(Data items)
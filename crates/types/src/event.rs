//! Events exchanged between fields and monitors.

use std::fmt;

/// Notification a field sends to its monitor.
#[derive(Debug, Clone, PartialEq, Eq, Hash)]
pub enum MonitorEvent {
    /// First display: the monitor should assign the initial value.
    Loading,
    /// Focus left a modified field: the monitor decides whether to accept the change.
    Saving,
    FocusGained,
    FocusLost,
    /// Input verification before focus may leave the field.
    Validation,
    /// Validation performed when the whole form is committed.
    FinalValidation,
    /// Explicit cancel gesture; approval restores the committed value.
    Rollback,
    /// An action command fired by the field (for example Enter in a text field).
    Action(String),
    /// The form should close.
    Exit,
}

impl MonitorEvent {
    /// Events whose boolean verdict changes the field's behavior.
    pub fn is_decisive(&self) -> bool {
        matches!(
            self,
            MonitorEvent::Saving | MonitorEvent::Validation | MonitorEvent::FinalValidation | MonitorEvent::Rollback
        )
    }
}

impl fmt::Display for MonitorEvent {
    fn fmt(&self, f: &mut fmt::Formatter<'_>) -> fmt::Result {
        match self {
            MonitorEvent::Loading => f.write_str("loading"),
            MonitorEvent::Saving => f.write_str("saving"),
            MonitorEvent::FocusGained => f.write_str("focus-gained"),
            MonitorEvent::FocusLost => f.write_str("focus-lost"),
            MonitorEvent::Validation => f.write_str("validation"),
            MonitorEvent::FinalValidation => f.write_str("final-validation"),
            MonitorEvent::Rollback => f.write_str("rollback"),
            MonitorEvent::Action(command) => write!(f, "action({})", command),
            MonitorEvent::Exit => f.write_str("exit"),
        }
    }
}

/// Outcome of a form manager decision about a changed field or an action.
#[derive(Debug, Clone, Copy, PartialEq, Eq, Default)]
pub enum RefreshMode {
    /// Accept and leave the display as is.
    #[default]
    Default,
    /// Nothing to refresh.
    None,
    /// Refresh only the field that changed.
    FieldOnly,
    /// Reload every field of the current record.
    RecordOnly,
    /// Reload everything the form shows.
    Total,
    /// Undo the change.
    Reject,
    /// Close the form.
    Exit,
}

impl RefreshMode {
    pub fn requires_reload(&self) -> bool {
        matches!(self, RefreshMode::RecordOnly | RefreshMode::Total)
    }
}
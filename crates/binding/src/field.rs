//! The field binding controller.
//!
//! [`BoundField`] wraps one widget and drives the monitor protocol:
//!
//! ```text
//! Unbound --shown--> Loaded --focus--> Focused{dirty: false} --edit--> Focused{dirty: true}
//!                                ^                                        |
//!                                +------------ Unfocused <---focus lost---+
//! ```
//!
//! The controller owns three value slots. `committed` is the last value the
//! monitor accepted, `pending` is the value currently shown by the widget,
//! and `baseline` is the widget text captured when focus was gained. Pending
//! diverges from committed only while the field has focus; leaving the field
//! either commits the change or restores the committed value.
//!
//! Monitor failures never escape the event handlers. They are logged and
//! reduced to "no change" (or `false` for verdict events).

use std::rc::Rc;

use metaform_types::{FieldFormat, FieldMetadata, FieldValue, MonitorEvent, check_presence};
use tracing::{debug, trace, warn};

use crate::error::{FieldError, MonitorError};
use crate::kind::{FieldKind, accepted_names, accepts};
use crate::localizer::{Localizer, localized_label, validation_message};
use crate::monitor::{FieldHandle, Monitor};
use crate::widget::{Highlight, Presentation, WidgetAdapter};

/// Lifecycle phase of a bound field.
#[derive(Debug, Clone, Copy, PartialEq, Eq)]
pub enum FieldPhase {
    /// Constructed, never shown.
    Unbound,
    /// Initial value loaded, focus never gained.
    Loaded,
    /// Focus owner; `dirty` once the user edited the content.
    Focused { dirty: bool },
    Unfocused,
}

impl FieldPhase {
    pub fn is_focused(&self) -> bool {
        matches!(self, FieldPhase::Focused { .. })
    }
}

/// A widget bound to a metadata node and a monitor.
pub struct BoundField<K: FieldKind, W: WidgetAdapter> {
    metadata: FieldMetadata,
    format: FieldFormat,
    kind: K,
    widget: W,
    monitor: Rc<dyn Monitor>,
    localizer: Rc<dyn Localizer>,
    label: String,
    committed: Option<K::Value>,
    pending: Option<K::Value>,
    baseline: String,
    invalid: bool,
    phase: FieldPhase,
}

impl<K: FieldKind, W: WidgetAdapter> BoundField<K, W> {
    /// Bind `widget` to `metadata`.
    ///
    /// Fails when the declared type is not one the kind can display.
    pub fn new(
        metadata: FieldMetadata,
        monitor: Rc<dyn Monitor>,
        localizer: Rc<dyn Localizer>,
        mut widget: W,
    ) -> Result<Self, FieldError> {
        if !accepts::<K>(metadata.value_type()) {
            return Err(FieldError::IncompatibleType {
                field: metadata.name().to_string(),
                declared: metadata.value_type().clone(),
                accepted: accepted_names::<K>(),
            });
        }

        let format = metadata.effective_format();
        let kind = K::from_metadata(&metadata);
        let initial = kind.initial_value();
        let text = kind.display(initial.as_ref());
        widget.apply_presentation(&Presentation::from_metadata(&metadata, &format));
        widget.set_text(&text);

        let mut field = Self {
            label: metadata.label_id().to_string(),
            metadata,
            format,
            kind,
            widget,
            monitor,
            localizer,
            committed: initial.clone(),
            pending: initial,
            baseline: text,
            invalid: false,
            phase: FieldPhase::Unbound,
        };
        field.fill_localized_strings();
        debug!(field = %field.metadata.name(), kind = K::NAME, format = %field.format, "field bound");
        Ok(field)
    }

    pub fn name(&self) -> &str {
        self.metadata.name()
    }

    pub fn format(&self) -> &FieldFormat {
        &self.format
    }

    pub fn kind(&self) -> &K {
        &self.kind
    }

    /// Localized label.
    pub fn label(&self) -> &str {
        &self.label
    }

    pub fn phase(&self) -> FieldPhase {
        self.phase
    }

    pub fn widget(&self) -> &W {
        &self.widget
    }

    pub fn widget_mut(&mut self) -> &mut W {
        &mut self.widget
    }

    pub fn committed(&self) -> Option<&K::Value> {
        self.committed.as_ref()
    }

    pub fn pending(&self) -> Option<&K::Value> {
        self.pending.as_ref()
    }

    /// Parse the widget text without touching any state.
    pub fn parse_widget(&self) -> Result<Option<K::Value>, FieldError> {
        let text = self.widget.text();
        self.kind.parse(&text).map_err(|reason| FieldError::Syntax {
            field: self.metadata.name().to_string(),
            text,
            reason,
        })
    }

    /// Typed counterpart of [`FieldHandle::assign_value`].
    pub fn set_value(&mut self, value: Option<K::Value>) -> Result<(), FieldError> {
        if value.is_none() && !self.format.supports_nulls() {
            return Err(FieldError::NullNotAllowed {
                field: self.metadata.name().to_string(),
            });
        }
        let text = self.kind.display(value.as_ref());
        self.widget.set_text(&text);
        self.pending = value;
        self.mark_invalid(false);
        self.refresh_highlight();
        Ok(())
    }

    /// First display. Issues `Loading` once; later calls are no-ops.
    pub fn on_shown(&mut self) {
        if self.phase != FieldPhase::Unbound {
            return;
        }
        self.load();
        self.phase = FieldPhase::Loaded;
    }

    /// Ask the monitor for a fresh value, as after a record refresh.
    pub fn reload(&mut self) {
        if matches!(self.phase, FieldPhase::Focused { dirty: true }) {
            debug!(field = %self.metadata.name(), "reload skipped; field has unsaved edits");
            return;
        }
        self.load();
    }

    pub fn on_focus_gained(&mut self) {
        if self.phase == FieldPhase::Unbound {
            self.on_shown();
        }
        self.baseline = self.widget.text();
        if self.format.select_on_focus() {
            self.widget.select_all();
        }
        self.phase = FieldPhase::Focused { dirty: false };
        self.notify(MonitorEvent::FocusGained);
    }

    /// The user changed the widget content.
    pub fn on_edit(&mut self) {
        if self.phase.is_focused() {
            self.phase = FieldPhase::Focused { dirty: true };
        }
    }

    pub fn on_focus_lost(&mut self) {
        let text = self.widget.text();
        if text != self.baseline {
            self.save(&text);
        }
        self.phase = FieldPhase::Unfocused;
        self.notify(MonitorEvent::FocusLost);
    }

    /// Input verification: may focus leave this field?
    pub fn on_validate(&mut self) -> bool {
        let verdict = self.verdict(MonitorEvent::Validation);
        if verdict && let Ok(value) = self.parse_widget() {
            self.pending = value;
        }
        self.mark_invalid(!verdict);
        verdict
    }

    /// Verification performed when the whole form is committed.
    pub fn on_final_validation(&mut self) -> bool {
        let verdict = self.verdict(MonitorEvent::FinalValidation);
        self.mark_invalid(!verdict);
        verdict
    }

    /// Cancel gesture. On approval the committed value comes back,
    /// bypassing validation.
    pub fn on_rollback_key(&mut self) -> bool {
        match self.dispatch(MonitorEvent::Rollback) {
            Ok(true) => {
                self.restore_committed();
                if self.phase.is_focused() {
                    self.phase = FieldPhase::Focused { dirty: false };
                }
                true
            }
            Ok(false) => false,
            Err(error) => {
                debug!(field = %self.metadata.name(), %error, "rollback skipped");
                false
            }
        }
    }

    pub fn on_action(&mut self, command: &str) {
        self.notify(MonitorEvent::Action(command.to_string()));
    }

    /// Re-read label and tooltip for the current locale.
    pub fn locale_changed(&mut self) {
        self.fill_localized_strings();
    }

    fn load(&mut self) {
        match self.dispatch(MonitorEvent::Loading) {
            Ok(_) => {
                self.committed = self.pending.clone();
                self.baseline = self.widget.text();
                trace!(field = %self.metadata.name(), value = ?self.committed, "loaded");
            }
            Err(error) => {
                warn!(field = %self.metadata.name(), %error, "loading failed; keeping previous value");
                self.restore_committed();
            }
        }
    }

    fn save(&mut self, text: &str) {
        match self.kind.parse(text) {
            Ok(value) => self.pending = value,
            Err(reason) => {
                warn!(field = %self.metadata.name(), text, %reason, "unparsable content; restoring committed value");
                self.restore_committed();
                return;
            }
        }
        match self.dispatch(MonitorEvent::Saving) {
            Ok(true) => {
                self.committed = self.pending.clone();
                self.baseline = self.widget.text();
                self.refresh_highlight();
                debug!(field = %self.metadata.name(), value = ?self.committed, "change committed");
            }
            Ok(false) => {
                debug!(field = %self.metadata.name(), "change rejected");
                self.restore_committed();
            }
            Err(error) => {
                warn!(field = %self.metadata.name(), %error, "saving failed; restoring committed value");
                self.restore_committed();
            }
        }
    }

    fn restore_committed(&mut self) {
        let text = self.kind.display(self.committed.as_ref());
        self.widget.set_text(&text);
        self.pending = self.committed.clone();
        self.baseline = text;
        self.mark_invalid(false);
        self.refresh_highlight();
    }

    fn verdict(&mut self, event: MonitorEvent) -> bool {
        match self.dispatch(event) {
            Ok(verdict) => verdict,
            Err(error) => {
                debug!(field = %self.metadata.name(), %error, "verification failed");
                false
            }
        }
    }

    fn dispatch(&mut self, event: MonitorEvent) -> Result<bool, MonitorError> {
        let monitor = Rc::clone(&self.monitor);
        trace!(field = %self.metadata.name(), %event, "monitor event");
        monitor.process(&event, self)
    }

    fn notify(&mut self, event: MonitorEvent) {
        if let Err(error) = self.dispatch(event.clone()) {
            warn!(field = %self.metadata.name(), %event, %error, "monitor failed to process notification");
        }
    }

    fn mark_invalid(&mut self, invalid: bool) {
        self.invalid = invalid;
        self.widget.set_invalid_marker(invalid);
    }

    fn refresh_highlight(&mut self) {
        let signum = self
            .pending
            .as_ref()
            .map(|value| self.kind.to_field_value(value).signum())
            .unwrap_or(0);
        self.widget.set_highlight(Highlight::for_sign(&self.format, signum));
    }

    fn fill_localized_strings(&mut self) {
        self.label = localized_label(self.localizer.as_ref(), &self.metadata);
        let tooltip = match self.metadata.tooltip_id() {
            Some(id) => match self.localizer.value(id) {
                Ok(text) => Some(text),
                Err(error) => {
                    warn!(field = %self.metadata.name(), %error, "tooltip not localized");
                    None
                }
            },
            None => None,
        };
        self.widget.set_tooltip(tooltip.as_deref());
    }
}

impl<K: FieldKind, W: WidgetAdapter> FieldHandle for BoundField<K, W> {
    fn metadata(&self) -> &FieldMetadata {
        &self.metadata
    }

    fn raw_data(&self) -> Option<String> {
        self.committed.as_ref().map(|value| self.kind.display(Some(value)))
    }

    fn value(&self) -> Option<FieldValue> {
        self.committed.as_ref().map(|value| self.kind.to_field_value(value))
    }

    fn changed_value(&self) -> Result<Option<FieldValue>, FieldError> {
        Ok(self.parse_widget()?.map(|value| self.kind.to_field_value(&value)))
    }

    fn assign_value(&mut self, value: Option<FieldValue>) -> Result<(), FieldError> {
        let typed = match value {
            None => None,
            Some(value) => {
                let actual = value.kind_name();
                let converted = self.kind.from_field_value(value).map_err(|_| FieldError::ValueMismatch {
                    field: self.metadata.name().to_string(),
                    expected: K::NAME,
                    actual,
                })?;
                Some(converted)
            }
        };
        self.set_value(typed)
    }

    fn standard_validation(&self, value: Option<&FieldValue>) -> Option<String> {
        let outcome = check_presence(value, &self.format).and_then(|present| match present {
            Some(value) => self.kind.check(value),
            None => Ok(()),
        });
        outcome
            .err()
            .map(|issue| validation_message(self.localizer.as_ref(), &self.metadata, &issue))
    }

    fn is_invalid(&self) -> bool {
        self.invalid
    }

    fn set_invalid(&mut self, invalid: bool) {
        self.mark_invalid(invalid);
    }
}
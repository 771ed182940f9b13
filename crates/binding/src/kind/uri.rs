use metaform_types::{FieldFormat, FieldMetadata, FieldValue, ValidationIssue, ValueType};
use url::Url;

use super::{FieldKind, is_null_text};

/// Absolute URIs, parsed with the `url` crate.
#[derive(Debug, Clone)]
pub struct UriKind {
    format: FieldFormat,
}

impl UriKind {
    fn parse_uri(text: &str) -> Result<Url, String> {
        Url::parse(text.trim()).map_err(|error| format!("'{}': {}", text.trim(), error))
    }
}

impl FieldKind for UriKind {
    type Value = Url;

    const VALID_TYPES: &'static [ValueType] = &[ValueType::Uri, ValueType::String];
    const NAME: &'static str = "uri";

    fn from_metadata(metadata: &FieldMetadata) -> Self {
        Self {
            format: metadata.effective_format(),
        }
    }

    fn parse(&self, text: &str) -> Result<Option<Url>, String> {
        if is_null_text(text, self.format.supports_nulls()) {
            return Ok(None);
        }
        Self::parse_uri(text).map(Some)
    }

    fn display(&self, value: Option<&Url>) -> String {
        value.map(|uri| uri.as_str().to_string()).unwrap_or_default()
    }

    fn to_field_value(&self, value: &Url) -> FieldValue {
        FieldValue::Uri(value.clone())
    }

    fn from_field_value(&self, value: FieldValue) -> Result<Url, FieldValue> {
        match value {
            FieldValue::Uri(uri) => Ok(uri),
            FieldValue::Text(text) => Self::parse_uri(&text).map_err(|_| FieldValue::Text(text)),
            other => Err(other),
        }
    }

    fn check(&self, value: &FieldValue) -> Result<(), ValidationIssue> {
        match value {
            FieldValue::Uri(_) => Ok(()),
            FieldValue::Text(text) => Self::parse_uri(text).map(|_| ()).map_err(ValidationIssue::illegal_value),
            _ => Err(ValidationIssue::illegal_type("uri")),
        }
    }
}

#[cfg(test)]
mod tests {
    use super::*;

    fn kind(format: &str) -> UriKind {
        UriKind::from_metadata(&FieldMetadata::new("home", ValueType::Uri).with_format(format).unwrap())
    }

    #[test]
    fn parses_absolute_uris() {
        let uri = kind("").parse("https://example.com/a").unwrap().unwrap();
        assert_eq!(uri.host_str(), Some("example.com"));
        assert!(kind("").parse("not a uri").is_err());
        assert_eq!(kind("N").parse("").unwrap(), None);
    }

    #[test]
    fn check_reports_parse_failures() {
        let home = kind("");
        assert!(home.check(&FieldValue::from("mailto:dev@example.com")).is_ok());
        assert!(matches!(
            home.check(&FieldValue::from("::")),
            Err(ValidationIssue::IllegalValue { .. })
        ));
        assert_eq!(home.check(&FieldValue::Boolean(true)), Err(ValidationIssue::illegal_type("uri")));
    }
}
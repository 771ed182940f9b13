//! Terminal rendering of metadata-driven forms.

pub mod components;
pub mod runtime;
pub mod theme;
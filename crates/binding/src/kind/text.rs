use metaform_types::{FieldFormat, FieldMetadata, FieldValue, ValidationIssue, ValueType, check_text};

use super::{FieldKind, is_null_text};

/// Free text, optionally constrained by a mask and a length limit.
#[derive(Debug, Clone)]
pub struct TextKind {
    format: FieldFormat,
    single_char: bool,
}

impl FieldKind for TextKind {
    type Value = String;

    const VALID_TYPES: &'static [ValueType] = &[ValueType::String, ValueType::Char, ValueType::Uri];
    const NAME: &'static str = "text";

    fn from_metadata(metadata: &FieldMetadata) -> Self {
        Self {
            format: metadata.effective_format(),
            single_char: *metadata.value_type() == ValueType::Char,
        }
    }

    fn parse(&self, text: &str) -> Result<Option<String>, String> {
        if is_null_text(text, self.format.supports_nulls()) {
            return Ok(None);
        }
        Ok(Some(text.to_string()))
    }

    fn display(&self, value: Option<&String>) -> String {
        value.cloned().unwrap_or_default()
    }

    fn to_field_value(&self, value: &String) -> FieldValue {
        FieldValue::Text(value.clone())
    }

    fn from_field_value(&self, value: FieldValue) -> Result<String, FieldValue> {
        match value {
            FieldValue::Text(text) | FieldValue::Enum(text) => Ok(text),
            other => Ok(other.to_string()),
        }
    }

    fn check(&self, value: &FieldValue) -> Result<(), ValidationIssue> {
        let text = value.to_string();
        if self.single_char && text.chars().count() > 1 {
            return Err(ValidationIssue::illegal_value("a single character is expected"));
        }
        check_text(&text, &self.format)
    }
}
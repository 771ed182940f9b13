//! Positional message templates.
//!
//! Templates reference parameters by index: `"Field '{0}' can't be {1}"`.
//! Placeholders without a matching parameter are left in place.

use once_cell::sync::Lazy;
use regex::{Captures, Regex};

static PLACEHOLDER: Lazy<Regex> = Lazy::new(|| Regex::new(r"\{(\d+)\}").expect("placeholder pattern"));

/// Substitute `{n}` placeholders with `parameters[n]`.
pub fn format_message(template: &str, parameters: &[&str]) -> String {
    PLACEHOLDER
        .replace_all(template, |caps: &Captures| {
            caps[1]
                .parse::<usize>()
                .ok()
                .and_then(|index| parameters.get(index))
                .map(|value| value.to_string())
                .unwrap_or_else(|| caps[0].to_string())
        })
        .into_owned()
}

/// Number of distinct parameters a template expects.
pub fn parameter_count(template: &str) -> usize {
    PLACEHOLDER
        .captures_iter(template)
        .filter_map(|caps| caps[1].parse::<usize>().ok())
        .map(|index| index + 1)
        .max()
        .unwrap_or(0)
}
//! Declarative checks shared by every field kind.
//!
//! These routines are monitor independent: they only look at the value and
//! the field format. Localized diagnostics are built by the caller from the
//! returned [`ValidationIssue`].

use crate::format::FieldFormat;
use crate::mask::matches_mask;
use crate::value::{FieldValue, ValueType};

pub const VALIDATION_NULL_VALUE: &str = "metaform.validation.nullvalue";
pub const VALIDATION_MANDATORY: &str = "metaform.validation.mandatory";
pub const VALIDATION_NEITHER_TRUE_NOR_FALSE: &str = "metaform.validation.neithertruenorfalse";
pub const VALIDATION_ILLEGAL_TYPE: &str = "metaform.validation.illegaltype";
pub const VALIDATION_ILLEGAL_VALUE: &str = "metaform.validation.illegalvalue";

/// Reason a candidate value failed standard validation.
#[derive(Debug, Clone, PartialEq, Eq)]
pub enum ValidationIssue {
    NullValue,
    Mandatory,
    NeitherTrueNorFalse,
    IllegalType { expected: String },
    IllegalValue { reason: String },
}

impl ValidationIssue {
    /// Resource key of the message template for this issue.
    pub fn message_key(&self) -> &'static str {
        match self {
            ValidationIssue::NullValue => VALIDATION_NULL_VALUE,
            ValidationIssue::Mandatory => VALIDATION_MANDATORY,
            ValidationIssue::NeitherTrueNorFalse => VALIDATION_NEITHER_TRUE_NOR_FALSE,
            ValidationIssue::IllegalType { .. } => VALIDATION_ILLEGAL_TYPE,
            ValidationIssue::IllegalValue { .. } => VALIDATION_ILLEGAL_VALUE,
        }
    }

    /// Extra template parameter, after the field label.
    pub fn parameter(&self) -> Option<&str> {
        match self {
            ValidationIssue::IllegalType { expected } => Some(expected),
            ValidationIssue::IllegalValue { reason } => Some(reason),
            _ => None,
        }
    }

    pub fn illegal_value(reason: impl Into<String>) -> Self {
        ValidationIssue::IllegalValue { reason: reason.into() }
    }

    pub fn illegal_type(expected: impl Into<String>) -> Self {
        ValidationIssue::IllegalType { expected: expected.into() }
    }
}

/// Null and mandatory checks applied before any kind-specific rule.
///
/// Returns `Ok(None)` when the value is an accepted null, `Ok(Some(value))`
/// when further checks should run.
pub fn check_presence<'a>(
    value: Option<&'a FieldValue>,
    format: &FieldFormat,
) -> Result<Option<&'a FieldValue>, ValidationIssue> {
    match value {
        None if format.supports_nulls() => Ok(None),
        None => Err(ValidationIssue::NullValue),
        Some(present) if format.is_mandatory() && present.is_blank() => Err(ValidationIssue::Mandatory),
        Some(present) => Ok(Some(present)),
    }
}

/// Length and mask rules for text content.
pub fn check_text(text: &str, format: &FieldFormat) -> Result<(), ValidationIssue> {
    if format.length() > 0 && text.chars().count() > format.length() {
        return Err(ValidationIssue::illegal_value(format!(
            "value must be at most {} characters",
            format.length()
        )));
    }
    if let Some(mask) = format.mask()
        && !text.is_empty()
        && !matches_mask(mask, text)
    {
        return Err(ValidationIssue::illegal_value(format!("value must match the mask {}", mask)));
    }
    Ok(())
}

/// Range check for integral declared types.
pub fn check_integral_range(value: i64, value_type: &ValueType) -> Result<(), ValidationIssue> {
    match value_type.integral_range() {
        Some((min, max)) if value < min || value > max => Err(ValidationIssue::illegal_value(format!(
            "value {} is out of range [{}..{}] for {}",
            value, min, max, value_type
        ))),
        _ => Ok(()),
    }
}

#[cfg(test)]
mod tests {
    use super::*;

    fn format(value_type: &ValueType, source: &str) -> FieldFormat {
        FieldFormat::parse(value_type, source).unwrap()
    }

    #[test]
    fn null_rejected_unless_supported() {
        let strict = format(&ValueType::String, "");
        let nullable = format(&ValueType::String, "N");
        assert_eq!(check_presence(None, &strict), Err(ValidationIssue::NullValue));
        assert_eq!(check_presence(None, &nullable), Ok(None));
    }

    #[test]
    fn mandatory_rejects_blank_text() {
        let mandatory = format(&ValueType::String, "m");
        let blank = FieldValue::Text("   ".into());
        assert_eq!(check_presence(Some(&blank), &mandatory), Err(ValidationIssue::Mandatory));
        let filled = FieldValue::Text("x".into());
        assert!(check_presence(Some(&filled), &mandatory).is_ok());
    }

    #[test]
    fn text_length_and_mask() {
        let limited = format(&ValueType::String, "3");
        assert!(check_text("abc", &limited).is_ok());
        assert!(check_text("abcd", &limited).is_err());

        let masked = format(&ValueType::String, "(##-##)");
        assert!(check_text("12-34", &masked).is_ok());
        assert!(check_text("1234", &masked).is_err());
    }

    #[test]
    fn integral_range_by_width() {
        assert!(check_integral_range(127, &ValueType::Byte).is_ok());
        assert!(check_integral_range(128, &ValueType::Byte).is_err());
        assert!(check_integral_range(i64::MAX, &ValueType::Long).is_ok());
    }

    #[test]
    fn issue_keys_and_parameters() {
        let issue = ValidationIssue::illegal_type("uri");
        assert_eq!(issue.message_key(), VALIDATION_ILLEGAL_TYPE);
        assert_eq!(issue.parameter(), Some("uri"));
        assert_eq!(ValidationIssue::Mandatory.parameter(), None);
    }
}
use metaform_types::{FieldFormat, FieldMetadata, FieldValue, ValidationIssue, ValueType, check_integral_range};

use super::{FieldKind, is_null_text};

/// Integral numbers, range checked against the declared width.
#[derive(Debug, Clone)]
pub struct IntegerKind {
    value_type: ValueType,
    format: FieldFormat,
}

impl IntegerKind {
    fn parse_number(&self, text: &str) -> Result<i64, String> {
        let number: i64 = text
            .trim()
            .parse()
            .map_err(|error| format!("'{}' is not an integer: {}", text.trim(), error))?;
        check_integral_range(number, &self.value_type).map_err(|issue| issue.parameter().unwrap_or_default().to_string())?;
        Ok(number)
    }
}

impl FieldKind for IntegerKind {
    type Value = i64;

    const VALID_TYPES: &'static [ValueType] = &[
        ValueType::Byte,
        ValueType::Short,
        ValueType::Int,
        ValueType::Long,
        ValueType::BigInteger,
    ];
    const NAME: &'static str = "integer";

    fn from_metadata(metadata: &FieldMetadata) -> Self {
        Self {
            value_type: metadata.value_type().clone(),
            format: metadata.effective_format(),
        }
    }

    fn initial_value(&self) -> Option<i64> {
        (!self.format.supports_nulls()).then_some(0)
    }

    fn parse(&self, text: &str) -> Result<Option<i64>, String> {
        if is_null_text(text, self.format.supports_nulls()) {
            return Ok(None);
        }
        self.parse_number(text).map(Some)
    }

    fn display(&self, value: Option<&i64>) -> String {
        value.map(i64::to_string).unwrap_or_default()
    }

    fn to_field_value(&self, value: &i64) -> FieldValue {
        FieldValue::Integer(*value)
    }

    fn from_field_value(&self, value: FieldValue) -> Result<i64, FieldValue> {
        match value {
            FieldValue::Integer(number) => Ok(number),
            FieldValue::Numeric(number) if number.fract() == 0.0 && number.abs() < i64::MAX as f64 => Ok(number as i64),
            FieldValue::Text(text) => self.parse_number(&text).map_err(|_| FieldValue::Text(text)),
            other => Err(other),
        }
    }

    fn check(&self, value: &FieldValue) -> Result<(), ValidationIssue> {
        match value {
            FieldValue::Integer(number) => check_integral_range(*number, &self.value_type),
            FieldValue::Text(text) => self.parse_number(text).map(|_| ()).map_err(ValidationIssue::illegal_value),
            _ => Err(ValidationIssue::illegal_type(self.value_type.name())),
        }
    }
}

#[cfg(test)]
mod tests {
    use super::*;

    fn kind(value_type: ValueType) -> IntegerKind {
        IntegerKind::from_metadata(&FieldMetadata::new("count", value_type))
    }

    #[test]
    fn parse_respects_width() {
        assert_eq!(kind(ValueType::Byte).parse("127").unwrap(), Some(127));
        assert!(kind(ValueType::Byte).parse("128").is_err());
        assert!(kind(ValueType::Int).parse("12a").is_err());
    }

    #[test]
    fn check_reports_range_and_type() {
        let short = kind(ValueType::Short);
        assert!(short.check(&FieldValue::Integer(100)).is_ok());
        assert!(matches!(
            short.check(&FieldValue::Integer(40_000)),
            Err(ValidationIssue::IllegalValue { .. })
        ));
        assert_eq!(
            short.check(&FieldValue::Boolean(true)),
            Err(ValidationIssue::illegal_type("short"))
        );
    }

    #[test]
    fn whole_numeric_values_convert() {
        let long = kind(ValueType::Long);
        assert_eq!(long.from_field_value(FieldValue::Numeric(12.0)), Ok(12));
        assert!(long.from_field_value(FieldValue::Numeric(12.5)).is_err());
    }
}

● **What the task requires**
Search the data above for the string "derive". Report every line where it is found.

● **Your solution**
#[derive(Debug, Clone, PartialEq, Eq, Hash)]
#[derive(Debug, Clone, Copy, PartialEq, Eq, Default)]
#[derive(Debug, Clone, Copy, PartialEq, Eq)]
#[derive(Debug, Clone)]
#[derive(Debug, Clone)]
#[derive(Debug, Clone, PartialEq, Eq)]
#[derive(Debug, Clone)]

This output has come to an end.